Strength of a woman

Strong-willed Nainima at the Rakiraki market. Picture: JOHN KAMEA

YOU would think her husband and children’s demise was painful enough to break Asenaca Nainima’s spirit.

But death, as tragic as it is, was no juggernaut in the face of this strong-willed 64-year-old.

Instead, it gave her the mental and spiritual fortitude to pick up the pieces and move on.

Her husband, a former employee of the Fiji Sugar Corporation, passed on in 2007 after a long battle with hypertension and diabetes.

Nainima, who previously depended on her husband for survival, knew the way forward was to take control of her life.

So one day, she plucked a few kavika (Syzygium malaccense) from a tree behind her house and caught a bus to the market to sell them.

Five years later, Nainima is now a regular Rakiraki market vegetable vendor.

“I felt intimidated by the crowd on that first day at the market. I thought people would look down at me because I was selling kavika from my backyard garden. I felt I was the poorest person around,” Nainima said.

“But after earning my first wages, I got the jolt I needed to continue. I realised selling at the market could earn me a living and now I sell everything from fruits and vegetables to root crops and home-made pickles.”

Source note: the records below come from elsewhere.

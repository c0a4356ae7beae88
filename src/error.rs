use std::io;
use std::path::PathBuf;

use thiserror::Error;

/// Problems with the configuration surface. All of these are fatal before any work starts.
#[derive(Error, Debug)]
pub enum ConfigError {
    #[error("'{0}' is required and cannot be empty")]
    Missing(&'static str),
    #[error("Invalid value for '{field}': {reason}")]
    Invalid { field: &'static str, reason: String },
    #[error("Failed to read config file {path}: {source}")]
    Read {
        path: PathBuf,
        #[source]
        source: io::Error,
    },
    #[error("Failed to parse config file: {0}")]
    Parse(#[from] serde_yaml::Error),
    #[error("Failed to parse command template: {0}")]
    Template(#[from] Box<handlebars::TemplateError>),
}

/// Failures talking to a single remote host.
#[derive(Error, Debug)]
pub enum RemoteError {
    #[error("unable to reach node: {0}")]
    Unreachable(String),
    #[error("failed to copy script: {0}")]
    Copy(String),
    #[error("ssh cmd failed: {status}: {output}")]
    Execute { status: String, output: String },
    #[error("Failed to connect SSH session or execute SSH command: {0}")]
    Ssh(#[from] openssh::Error),
    #[error("Failed to execute local command: {0}")]
    LocalCommand(#[from] io::Error),
}

/// Anything that ends one host's attempt for the current round.
#[derive(Error, Debug)]
pub enum HostError {
    #[error(transparent)]
    Remote(#[from] RemoteError),
    #[error("failed to render remote command: {0}")]
    Render(#[from] Box<handlebars::RenderError>),
    #[error("log writer went away before acknowledging")]
    WriterGone,
}

/// Errors that abort the whole run.
#[derive(Error, Debug)]
pub enum RolloutError {
    #[error("Configuration error: {0}")]
    Config(#[from] ConfigError),
    #[error("Malformed record at {}:{line}: {record:?}", path.display())]
    MalformedRecord {
        path: PathBuf,
        line: usize,
        record: String,
    },
    #[error("Failed to {action} {}: {source}", path.display())]
    Storage {
        action: &'static str,
        path: PathBuf,
        #[source]
        source: io::Error,
    },
    #[error("Writer task died: {0}")]
    Writer(#[from] tokio::task::JoinError),
}

impl RolloutError {
    pub(crate) fn storage(action: &'static str, path: impl Into<PathBuf>, source: io::Error) -> Self {
        Self::Storage {
            action,
            path: path.into(),
            source,
        }
    }
}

With the revenue she earns, Nainima helps support a son, four grandchildren and takes care of all her church, village and family obligations. Nainima lost her daughter, Kelera, in 2006.

“As any mum would, I missed Kelera very much. It was so unfortunate she went too early.”

Her second deceased child was an albino son called Mateo. He died of skin cancer in 2018.

“Mateo was a joy to have although he was rea (iTaukei word taken from the word rare, meaning albino). He was obedient and loved church work,” Nainima reminisced.

“I never had the feeling of dissatisfaction when I gave birth to him, I just thank God for giving me a son. Losing my husband Saverio, son Mateo and daughter Kelera has been a painful experience but with God on my side, I have learned to remain strong.”

Once in a while, the Rewasa woman, from Naroko in Ra gets assistance from her son, who works as a soldier in the British Army.

Nainima believes every widow has the capacity to look after herself and live a decent life, if she has determination and the will to survive.